The earliest knowledge that we have of these discoveries in "Neurology" on the part of Dr. Buchanan, is, that in April, 1841, he was giving public lectures and experiments on the subject at Little Rock, Arkansas. We are the more particular in referring to this date, as an attempt has been made in the city of New York to establish a priority of claim, based upon experiments made in the latter part of the same year. But by this time the announcement of Dr. Buchanan's discoveries had spread, by means of the Journals of the day, over the whole extent of our wide domain. "These experiments," in the words of their author, "occupied the whole ground of Phrenology; more than doubled the number of distinct organs; and established propositions in physiology and therapeutics, of much more importance than the Phrenological doctrines which had thus been established." Instead of hastening to our Atlantic cities, in the reasonable hope that here a discovery of such magnitude would be speedily and fully appreciated, Dr. Buchanan remained in the far West, quietly prosecuting his investigations to the end of perfecting his system of Neurology. So far as regards cerebral excitability, he could not but be aware that others would, by this process, attract the public mind, and that it would be caught up even for popular exhibitions; but justly considering this as entirely subordinate to the science he aimed to establish by this means, he directed his efforts solely to the accomplishment of the scientific end in view.

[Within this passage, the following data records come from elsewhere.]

//! Evaluator bridge and toolchain abstractions.
//!
//! The native evaluator exposes dozens of individually named entry points.
//! [`Evaluator`] narrows them to the semantic operations the model layer
//! needs; implementations pick the dense, sparse, constrained or
//! unconstrained entry point from the buffers they are handed.

use std::path::Path;

use crate::{Artifacts, EvaluatorError, Ordering};

/// Whether a problem has general constraints.
#[derive(Debug, Clone, Copy, PartialEq, Eq, Hash)]
pub enum ProblemKind {
    /// No general constraints (bounds only).
    Unconstrained,
    /// At least one general constraint.
    Constrained,
}

impl ProblemKind {
    /// Classify a problem by its constraint count.
    pub fn from_constraints(ncon: usize) -> Self {
        if ncon == 0 {
            ProblemKind::Unconstrained
        } else {
            ProblemKind::Constrained
        }
    }

    pub fn is_constrained(self) -> bool {
        matches!(self, ProblemKind::Constrained)
    }

    pub fn as_str(self) -> &'static str {
        match self {
            ProblemKind::Unconstrained => "unconstrained",
            ProblemKind::Constrained => "constrained",
        }
    }
}

/// Variable and constraint counts read from the data unit.
#[derive(Debug, Clone, Copy, PartialEq, Eq)]
pub struct Dimensions {
    pub nvar: usize,
    pub ncon: usize,
}

impl Dimensions {
    pub fn kind(self) -> ProblemKind {
        ProblemKind::from_constraints(self.ncon)
    }
}

/// Variable-sized buffers filled by setup.
#[derive(Debug, Clone, PartialEq)]
pub struct VariableBuffers {
    /// Initial point.
    pub x: Vec<f64>,
    /// Variable lower bounds.
    pub lower: Vec<f64>,
    /// Variable upper bounds.
    pub upper: Vec<f64>,
}

impl VariableBuffers {
    pub fn new(nvar: usize) -> Self {
        Self {
            x: vec![0.0; nvar],
            lower: vec![0.0; nvar],
            upper: vec![0.0; nvar],
        }
    }
}

/// Constraint-sized buffers filled by constrained setup.
#[derive(Debug, Clone, PartialEq)]
pub struct ConstraintBuffers {
    /// Initial Lagrange multipliers.
    pub multipliers: Vec<f64>,
    /// Constraint lower bounds.
    pub lower: Vec<f64>,
    /// Constraint upper bounds.
    pub upper: Vec<f64>,
    /// `true` for equality constraints.
    pub equality: Vec<bool>,
    /// `true` for linear constraints.
    pub linear: Vec<bool>,
}

impl ConstraintBuffers {
    pub fn new(ncon: usize) -> Self {
        Self {
            multipliers: vec![0.0; ncon],
            lower: vec![0.0; ncon],
            upper: vec![0.0; ncon],
            equality: vec![false; ncon],
            linear: vec![false; ncon],
        }
    }
}

/// Problem, variable and constraint names in setup order.
#[derive(Debug, Clone, PartialEq, Eq, Default)]
pub struct ProblemNames {
    pub problem: String,
    pub variables: Vec<String>,
    pub constraints: Vec<String>,
}

/// Call counts and timings kept by the native evaluator itself.
#[derive(Debug, Clone, Copy, PartialEq, Default)]
pub struct NativeReport {
    pub objective_calls: f64,
    pub gradient_calls: f64,
    pub hessian_calls: f64,
    pub hessian_product_calls: f64,
    /// Only reported for constrained problems.
    pub constraint_calls: Option<f64>,
    /// Only reported for constrained problems.
    pub constraint_gradient_calls: Option<f64>,
    /// Only reported for constrained problems.
    pub constraint_hessian_calls: Option<f64>,
    /// Seconds spent in setup.
    pub setup_time: f64,
    /// Seconds spent evaluating since setup.
    pub run_time: f64,
}

/// Semantic operations offered by a loaded evaluator module.
///
/// All indices are zero-based. Every method translates the native status
/// through [`crate::NativeStatus::check`]; buffers are sized by the caller
/// from previously queried dimensions and are never reallocated here.
pub trait Evaluator {
    /// Open the binary data unit that setup reads from.
    fn open_data_unit(&mut self, path: &Path) -> Result<(), EvaluatorError>;

    /// Close the data unit opened by [`Evaluator::open_data_unit`].
    fn close_data_unit(&mut self) -> Result<(), EvaluatorError>;

    /// Query variable and constraint counts from the open data unit.
    fn dimensions(&mut self) -> Result<Dimensions, EvaluatorError>;

    /// Run unconstrained setup.
    fn setup_unconstrained(&mut self, variables: &mut VariableBuffers)
    -> Result<(), EvaluatorError>;

    /// Run constrained setup with the given permutations.
    fn setup_constrained(
        &mut self,
        variables: &mut VariableBuffers,
        constraints: &mut ConstraintBuffers,
        ordering: Ordering,
    ) -> Result<(), EvaluatorError>;

    /// Number of nonzeros in the (Lagrangian) Hessian.
    fn hessian_nnz(&mut self, kind: ProblemKind) -> Result<usize, EvaluatorError>;

    /// Number of nonzeros in the Jacobian as reported natively, which
    /// includes the dense objective gradient row.
    fn jacobian_nnz(&mut self) -> Result<usize, EvaluatorError>;

    /// Fill the Hessian sparsity pattern; returns the number of entries.
    fn hessian_structure(
        &mut self,
        kind: ProblemKind,
        rows: &mut [usize],
        cols: &mut [usize],
    ) -> Result<usize, EvaluatorError>;

    /// Fill the constraint Jacobian sparsity pattern; returns the number of
    /// entries.
    fn jacobian_structure(
        &mut self,
        rows: &mut [usize],
        cols: &mut [usize],
    ) -> Result<usize, EvaluatorError>;

    /// Objective value at `x`.
    fn objective(&mut self, kind: ProblemKind, x: &[f64]) -> Result<f64, EvaluatorError>;

    /// Objective gradient at `x`.
    fn gradient(
        &mut self,
        kind: ProblemKind,
        x: &[f64],
        g: &mut [f64],
    ) -> Result<(), EvaluatorError>;

    /// Objective value and gradient at `x` in one call.
    fn objective_gradient(
        &mut self,
        kind: ProblemKind,
        x: &[f64],
        g: &mut [f64],
    ) -> Result<f64, EvaluatorError>;

    /// Constraint values at `x`; returns the objective value computed
    /// alongside.
    fn constraints(&mut self, x: &[f64], c: &mut [f64]) -> Result<f64, EvaluatorError>;

    /// Constraint values and sparse constraint Jacobian at `x`; returns the
    /// number of Jacobian entries written.
    fn sparse_jacobian(
        &mut self,
        x: &[f64],
        c: &mut [f64],
        vals: &mut [f64],
        rows: &mut [usize],
        cols: &mut [usize],
    ) -> Result<usize, EvaluatorError>;

    /// Value and dense gradient of constraint `index` at `x`.
    fn constraint_gradient(
        &mut self,
        index: usize,
        x: &[f64],
        grad: &mut [f64],
    ) -> Result<f64, EvaluatorError>;

    /// Sparse Hessian of the objective (`y = None`) or of the Lagrangian.
    fn hessian_values(
        &mut self,
        kind: ProblemKind,
        x: &[f64],
        y: Option<&[f64]>,
        vals: &mut [f64],
        rows: &mut [usize],
        cols: &mut [usize],
    ) -> Result<usize, EvaluatorError>;

    /// Hessian-vector product of the objective or Lagrangian.
    fn hessian_product(
        &mut self,
        kind: ProblemKind,
        x: &[f64],
        y: Option<&[f64]>,
        v: &[f64],
        out: &mut [f64],
    ) -> Result<(), EvaluatorError>;

    /// Jacobian-vector product, or transposed product when `transpose`.
    fn jacobian_product(
        &mut self,
        x: &[f64],
        v: &[f64],
        out: &mut [f64],
        transpose: bool,
    ) -> Result<(), EvaluatorError>;

    /// Problem, variable and constraint names.
    fn names(
        &mut self,
        kind: ProblemKind,
        dims: Dimensions,
    ) -> Result<ProblemNames, EvaluatorError>;

    /// Native call counts and timings.
    fn report(&mut self, kind: ProblemKind) -> Result<NativeReport, EvaluatorError>;

    /// Run the native termination routine.
    fn terminate(&mut self, kind: ProblemKind) -> Result<(), EvaluatorError>;

    /// Release the loaded module. Further calls must fail.
    fn unload(&mut self);
}

/// A decode/build request for one problem.
#[derive(Debug, Clone, Copy)]
pub struct DecodeRequest<'a> {
    /// Resolved problem specification file.
    pub source: &'a Path,
    /// Problem base name.
    pub problem: &'a str,
    /// Arguments forwarded verbatim to the decoder.
    pub args: &'a [String],
    /// Forward decoder diagnostics.
    pub verbose: bool,
}

/// External toolchain that turns a problem file into a loaded evaluator.
pub trait Toolchain {
    /// Evaluator produced by [`Toolchain::load`].
    type Evaluator: Evaluator;

    /// Decode and build `request`, returning the produced artifacts.
    fn decode(&self, request: &DecodeRequest<'_>) -> Result<Artifacts, EvaluatorError>;

    /// Where previously built artifacts for `problem` live.
    fn artifacts(&self, problem: &str) -> Artifacts;

    /// Load the evaluator module named by `artifacts`.
    fn load(&self, artifacts: &Artifacts) -> Result<Self::Evaluator, EvaluatorError>;
}

#[cfg(test)]
mod tests {
    use super::*;

    #[test]
    fn test_problem_kind() {
        assert_eq!(ProblemKind::from_constraints(0), ProblemKind::Unconstrained);
        assert_eq!(ProblemKind::from_constraints(3), ProblemKind::Constrained);
        assert!(ProblemKind::Constrained.is_constrained());
        assert!(!ProblemKind::Unconstrained.is_constrained());
        assert_eq!(ProblemKind::Unconstrained.as_str(), "unconstrained");
        assert_eq!(
            Dimensions { nvar: 2, ncon: 0 }.kind(),
            ProblemKind::Unconstrained
        );
    }

    #[test]
    fn test_buffers_are_sized() {
        let vars = VariableBuffers::new(3);
        assert_eq!(vars.x.len(), 3);
        assert_eq!(vars.lower.len(), 3);
        assert_eq!(vars.upper.len(), 3);

        let cons = ConstraintBuffers::new(2);
        assert_eq!(cons.multipliers.len(), 2);
        assert_eq!(cons.equality, vec![false, false]);
        assert_eq!(cons.linear, vec![false, false]);
    }
}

As these discoveries embrace, in their wide range, not only the mental physiology of the brain, constituting Phrenology, but also the physiology of every corporeal organ as dependent upon special portions of the cerebral mass, it follows that it was necessary to substitute a new term. Were the functions of the brain exclusively mental, the term, Phrenology, would be sufficiently comprehensive; but as its control over the corporeal functions is not less decided and important, the term Neurology, or science of the nervous substance, has been judiciously selected as expressive of all the phenomena comprised within its wide limits. These two classes of functions, Dr. Buchanan distinguished by the terms psychological and physiological, which are, indeed quite expressive in their more popular acceptation; but, as the phenomena of the mind, in our present existence, can be manifested only through the cerebral structure, we cannot see that this class of functions is less physiological than the other. This double function of the brain, as demonstrated by Dr. Buchanan, we consider as its mental and corporeal physiology.

To Dr. Buchanan is due the distinguished honor of being the first individual to excite the organs of the brain by agencies applied externally directly over them, before which the discoveries of Gall, Spurzheim, or Sir Charles Bell-men who have been justly

regarded as benefactors of their race-dwindle into comparative insignificance. This important discovery has given us a key to man's nature-moral, intellectual, and physical; for, by this means, in "impressible" subjects, have become discoverable the various cerebral organs which are not only connected with the phenomena of thought and feeling, but control the corporeal functions. As man is pervaded by the imponderable and invisible fluids, which radiate from him unceasingly, such as the electric, galvanic, magnetic, and (according to Dr. Buchanan) "nervauric," the laws of these he would seem also to have demonstrated. He has likewise clearly established the general truths of Phrenology, corrected many errors of detail, and developed the subject with such a degree of minuteness, that it now may be said to resemble the full-grown adult as compared with the child.

"Neurology," says Dr. Buchanan, "while it incorporates the entire mass of Physiology with Phrenology, makes a revolution in the latter science. Although the greater portions of the organs discov ered by Gall and Spurzheim, have been, in the main, correctly discribed, yet experiment has proved about one-third of the number to have been incorrectly understood. Nor does the catalogue of Gall, Spurzheim, Combe, or Vimont, embrace a sufficient number of functions to explain the diversified phenomena of human character.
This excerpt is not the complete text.